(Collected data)
// Versioned Policy Registry
//
// The registry is the one piece of shared mutable state in the rollout loop:
// the scorer reads the current control rate from it, and the rollout
// controller appends a new version after every decision cycle. History is
// append-only; a version is never rewritten or pruned.
//
// Persistence goes through the RegistryStore seam. The JSON file store
// replaces the whole document with an atomic rename and serializes writers
// from any process through a sidecar lock file. The service wraps every
// read-modify-write in both locks.

mod registry;
mod state;

pub use registry::{
    JsonFileStore, LockFile, MemoryStore, PolicyRegistryService, RegistryError, RegistryStore, Transaction,
};
pub use state::{PolicyMode, PolicyRegistry, PolicyState, PolicyUpdate};

#[cfg(test)]
mod tests;
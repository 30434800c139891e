//! Guard configuration loaded from TOML
//!
//! Every knob of a decision cycle lives here: the experiment salt, the stage
//! ladder, the guardrail significance level and the segment detector
//! thresholds. Missing keys fall back to the defaults below.

use crate::regression::SegmentConfig;
use anyhow::{Context, Result};
use serde::{Deserialize, Serialize};
use std::fs;
use std::path::{Path, PathBuf};

/// Configuration for one rollout-guard deployment
///
/// # Example
/// ```
/// use rollout_guard::config::GuardConfig;
///
/// let config = GuardConfig::default();
/// assert_eq!(config.stages, vec![0.10, 0.05, 0.02, 0.00]);
/// assert!(config.validate().is_ok());
/// ```
#[derive(Debug, Clone, PartialEq, Serialize, Deserialize)]
#[serde(default)]
pub struct GuardConfig {
    /// Salt mixed into every assignment hash. Changing it re-randomizes arms.
    pub experiment_salt: String,

    /// Control rate written into a freshly bootstrapped registry
    pub default_control_rate: f64,

    /// Descending control rates walked on each GO decision
    pub stages: Vec<f64>,

    /// Control rate restored on ROLLBACK
    pub rollback_to: f64,

    /// Minimum valid records per arm before an effect is estimated
    pub min_arm_n: usize,

    /// Welch p-value threshold used by the guardrail
    pub significance_level: f64,

    /// Calibrated fraud probability at or above which TREATMENT claims are reviewed
    pub review_threshold: f64,

    /// Review queue capacity per batch
    pub max_daily_reviews: usize,

    /// Month-to-date savings target for KPI progress (reporting only)
    pub target_mtd_saving: f64,

    /// Quarter-to-date savings target for KPI progress (reporting only)
    pub target_qtd_saving: f64,

    /// Location of the JSON policy registry
    pub registry_path: PathBuf,

    /// Segment regression detector thresholds
    pub segment: SegmentConfig,
}

impl Default for GuardConfig {
    fn default() -> Self {
        Self {
            experiment_salt: "fraud-exp-v1".to_string(),
            default_control_rate: 0.10,
            stages: vec![0.10, 0.05, 0.02, 0.00],
            rollback_to: 0.10,
            min_arm_n: 5,
            significance_level: 0.05,
            review_threshold: 0.85,
            max_daily_reviews: 500,
            target_mtd_saving: 200_000_000.0,
            target_qtd_saving: 600_000_000.0,
            registry_path: PathBuf::from("models/policy_registry.json"),
            segment: SegmentConfig::default(),
        }
    }
}

impl GuardConfig {
    /// Load configuration from a TOML file, filling gaps with defaults
    ///
    /// # Example TOML
    /// ```toml
    /// experiment_salt = "fraud-exp-v2"
    /// stages = [0.20, 0.10, 0.00]
    /// rollback_to = 0.20
    ///
    /// [segment]
    /// alpha = 0.05
    /// ```
    pub fn from_toml<P: AsRef<Path>>(path: P) -> Result<Self> {
        let content = fs::read_to_string(path.as_ref()).with_context(|| {
            format!("Failed to read config file: {}", path.as_ref().display())
        })?;
        let config: GuardConfig =
            toml::from_str(&content).context("Failed to parse TOML guard configuration")?;
        config.validate().map_err(|e| anyhow::anyhow!(e))?;
        Ok(config)
    }

    /// Validate configuration
    pub fn validate(&self) -> Result<(), String> {
        let rate_ok = |r: f64| (0.0..=1.0).contains(&r);

        if !rate_ok(self.default_control_rate) {
            return Err(format!(
                "default_control_rate must be in [0, 1], got {}",
                self.default_control_rate
            ));
        }

        if !rate_ok(self.rollback_to) {
            return Err(format!(
                "rollback_to must be in [0, 1], got {}",
                self.rollback_to
            ));
        }

        if self.stages.is_empty() {
            return Err("stages must not be empty".to_string());
        }

        if let Some(bad) = self.stages.iter().find(|r| !rate_ok(**r)) {
            return Err(format!("stage rates must be in [0, 1], got {}", bad));
        }

        if self.stages.windows(2).any(|w| w[1] >= w[0]) {
            return Err(format!(
                "stages must be strictly descending, got {:?}",
                self.stages
            ));
        }

        if self.min_arm_n < 2 {
            return Err(format!(
                "min_arm_n must be >= 2 for a t-test, got {}",
                self.min_arm_n
            ));
        }

        if !(self.significance_level > 0.0 && self.significance_level < 1.0) {
            return Err(format!(
                "significance_level must be in (0, 1), got {}",
                self.significance_level
            ));
        }

        if !rate_ok(self.review_threshold) {
            return Err(format!(
                "review_threshold must be in [0, 1], got {}",
                self.review_threshold
            ));
        }

        self.segment.validate()
    }
}
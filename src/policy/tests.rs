use super::*;
use std::collections::HashSet;
use std::sync::Arc;
use std::sync::mpsc;
use std::thread;
use std::time::Duration;
use tempfile::TempDir;

fn file_service(dir: &TempDir) -> PolicyRegistryService<JsonFileStore> {
    PolicyRegistryService::new(JsonFileStore::new(dir.path().join("models/policy_registry.json")), 0.10)
}

#[test]
fn test_first_load_bootstraps_default() {
    let dir = TempDir::new().unwrap();
    let service = file_service(&dir);

    let registry = service.load().unwrap();
    assert_eq!(registry.current, PolicyState::initial(0.10));
    assert_eq!(registry.current.created_at, "INIT");
    assert_eq!(registry.current.notes, "auto-created");
    assert!(registry.history.is_empty());

    // bootstrap is persisted, not just returned
    assert!(dir.path().join("models/policy_registry.json").exists());
}

#[test]
fn test_update_appends_history() {
    let service = PolicyRegistryService::new(MemoryStore::new(), 0.10);

    let s1 = service.update(0.05, PolicyMode::Experiment, "rollout GO -> 0.05").unwrap();
    let s2 = service.update(0.05, PolicyMode::Experiment, "hold. not_significant").unwrap();
    let s3 = service.update(0.10, PolicyMode::Experiment, "rollback. effect_non_positive").unwrap();

    assert_eq!(s1.policy_version, "P1");
    assert_eq!(s2.policy_version, "P2");
    assert_eq!(s3.policy_version, "P3");

    let registry = service.load().unwrap();
    assert_eq!(registry.current, s3);
    let versions: Vec<&str> = registry
        .history
        .iter()
        .map(|s| s.policy_version.as_str())
        .collect();
    assert_eq!(versions, vec!["P0", "P1", "P2"]);
}

#[test]
fn test_n_updates_give_history_of_n_without_duplicating_current() {
    let service = PolicyRegistryService::new(MemoryStore::new(), 0.10);
    let n = 12;
    for i in 0..n {
        service
            .update(0.02, PolicyMode::Experiment, format!("cycle {}", i))
            .unwrap();
    }

    let registry = service.load().unwrap();
    assert_eq!(registry.history.len(), n);
    assert!(!registry
        .history
        .iter()
        .any(|s| s.policy_version == registry.current.policy_version));

    let numbers: Vec<u64> = registry
        .history
        .iter()
        .chain(std::iter::once(&registry.current))
        .map(|s| s.version_number().unwrap())
        .collect();
    assert!(numbers.windows(2).all(|w| w[1] == w[0] + 1));
}

#[test]
fn test_registry_survives_reopen() {
    let dir = TempDir::new().unwrap();
    {
        let service = file_service(&dir);
        service.update(0.05, PolicyMode::Experiment, "go").unwrap();
        service.update(0.02, PolicyMode::BaselineOnly, "go").unwrap();
    }

    let reopened = file_service(&dir);
    let registry = reopened.load().unwrap();
    assert_eq!(registry.current.policy_version, "P2");
    assert_eq!(registry.current.control_rate, 0.02);
    assert_eq!(registry.current.mode, PolicyMode::BaselineOnly);
    assert_eq!(registry.history.len(), 2);
}

#[test]
fn test_registry_json_uses_wire_names() {
    let dir = TempDir::new().unwrap();
    let service = file_service(&dir);
    service.update(0.05, PolicyMode::Experiment, "go").unwrap();

    let text = std::fs::read_to_string(dir.path().join("models/policy_registry.json")).unwrap();
    let json: serde_json::Value = serde_json::from_str(&text).unwrap();
    assert_eq!(json["current"]["policy_version"], "P1");
    assert_eq!(json["current"]["mode"], "EXPERIMENT");
    assert_eq!(json["history"][0]["policy_version"], "P0");
}

#[test]
fn test_corrupt_registry_is_hard_error() {
    let dir = TempDir::new().unwrap();
    let path = dir.path().join("policy_registry.json");
    std::fs::write(&path, "{ not json").unwrap();

    let service = PolicyRegistryService::new(JsonFileStore::new(&path), 0.10);
    assert!(matches!(service.load(), Err(RegistryError::Corrupt { .. })));
    assert!(service
        .update(0.05, PolicyMode::Experiment, "go")
        .is_err());

    // the corrupt document is left for an operator, not overwritten
    assert_eq!(std::fs::read_to_string(&path).unwrap(), "{ not json");
}

#[test]
fn test_invalid_rate_is_rejected_without_write() {
    let service = PolicyRegistryService::new(MemoryStore::new(), 0.10);
    assert!(matches!(
        service.update(1.5, PolicyMode::Experiment, "bad"),
        Err(RegistryError::InvalidRate(_))
    ));
    assert!(service.load().unwrap().history.is_empty());
}

#[test]
fn test_transact_none_leaves_registry_untouched() {
    let service = PolicyRegistryService::new(MemoryStore::new(), 0.0);
    let tx = service.transact(|_| None).unwrap();
    assert_eq!(tx.previous.policy_version, "P0");
    assert!(tx.created.is_none());
    assert!(service.load().unwrap().history.is_empty());
}

#[test]
fn test_concurrent_transactions_never_share_a_version() {
    let dir = TempDir::new().unwrap();
    let service = Arc::new(file_service(&dir));

    let handles: Vec<_> = (0..8)
        .map(|t| {
            let service = Arc::clone(&service);
            thread::spawn(move || {
                (0..5)
                    .map(|i| {
                        let tx = service
                            .transact(|current| {
                                Some(PolicyUpdate {
                                    control_rate: current.control_rate,
                                    mode: current.mode,
                                    notes: format!("thread {} cycle {}", t, i),
                                })
                            })
                            .unwrap();
                        let created = tx.created.unwrap();
                        // each writer saw the state it superseded
                        assert_eq!(
                            created.version_number().unwrap(),
                            tx.previous.version_number().unwrap() + 1
                        );
                        created.policy_version
                    })
                    .collect::<Vec<_>>()
            })
        })
        .collect();

    let mut versions = HashSet::new();
    for handle in handles {
        for version in handle.join().unwrap() {
            assert!(versions.insert(version), "duplicate version");
        }
    }

    let registry = service.load().unwrap();
    assert_eq!(versions.len(), 40);
    assert_eq!(registry.history.len(), 40);
    assert_eq!(registry.current.policy_version, "P40");
}

#[test]
fn test_separate_services_on_one_file_serialize_transitions() {
    let dir = TempDir::new().unwrap();
    let holder = file_service(&dir);
    holder.load().unwrap();

    let (started_tx, started_rx) = mpsc::channel();
    let mut pending = None;
    let tx = holder
        .transact(|current| {
            // a second service on the same file writes while this cycle is open
            let path = dir.path().join("models/policy_registry.json");
            let other = thread::spawn(move || {
                let service = PolicyRegistryService::new(JsonFileStore::new(path), 0.10);
                started_tx.send(()).unwrap();
                service.update(0.05, PolicyMode::Experiment, "second GO").unwrap()
            });
            started_rx.recv().unwrap();
            thread::sleep(Duration::from_millis(100));
            assert!(!other.is_finished(), "second writer ran inside an open transaction");

            pending = Some(other);
            Some(PolicyUpdate {
                control_rate: current.control_rate,
                mode: current.mode,
                notes: "first HOLD".into(),
            })
        })
        .unwrap();
    assert_eq!(tx.created.unwrap().policy_version, "P1");

    let second = pending.unwrap().join().unwrap();
    assert_eq!(second.policy_version, "P2");

    let registry = holder.load().unwrap();
    assert_eq!(registry.current.notes, "second GO");
    let notes: Vec<&str> = registry.history.iter().map(|s| s.notes.as_str()).collect();
    assert_eq!(notes, vec!["auto-created", "first HOLD"]);
}

#[test]
fn test_concurrent_services_on_one_file_never_lose_updates() {
    let dir = TempDir::new().unwrap();
    let path = dir.path().join("models/policy_registry.json");

    let handles: Vec<_> = (0..4)
        .map(|t| {
            let path = path.clone();
            thread::spawn(move || {
                // one service per thread, like one per CLI process
                let service = PolicyRegistryService::new(JsonFileStore::new(path), 0.10);
                (0..5)
                    .map(|i| {
                        service
                            .update(0.10, PolicyMode::Experiment, format!("service {} cycle {}", t, i))
                            .unwrap()
                            .policy_version
                    })
                    .collect::<Vec<_>>()
            })
        })
        .collect();

    let mut versions = HashSet::new();
    for handle in handles {
        for version in handle.join().unwrap() {
            assert!(versions.insert(version), "duplicate version");
        }
    }

    let registry = file_service(&dir).load().unwrap();
    assert_eq!(registry.history.len(), 20);
    assert_eq!(registry.current.policy_version, "P20");
}

#[test]
fn test_bootstrap_never_clobbers_existing_registry() {
    let dir = TempDir::new().unwrap();
    let path = dir.path().join("policy_registry.json");
    let mut store = JsonFileStore::new(&path);

    let mut first = PolicyRegistry::bootstrap(0.10);
    first.supersede(
        PolicyUpdate {
            control_rate: 0.05,
            mode: PolicyMode::Experiment,
            notes: "rollout GO -> 0.05".into(),
        },
        "2024-03-01T00:00:00Z".into(),
    );
    store.write(&first).unwrap();

    assert!(!store.create(&PolicyRegistry::bootstrap(0.10)).unwrap());
    assert_eq!(store.read().unwrap().unwrap().current.policy_version, "P1");
}

#[test]
fn test_lock_file_sits_next_to_registry() {
    let dir = TempDir::new().unwrap();
    let service = file_service(&dir);
    service.update(0.05, PolicyMode::Experiment, "go").unwrap();
    assert!(dir.path().join("models/policy_registry.json.lock").exists());
}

### PROBLEM TO SOLVE
Which lines in the records above contain the string "progress"? Copy them.

### EXERCISE RESULT
    /// Month-to-date savings target for KPI progress (reporting only)
    /// Quarter-to-date savings target for KPI progress (reporting only)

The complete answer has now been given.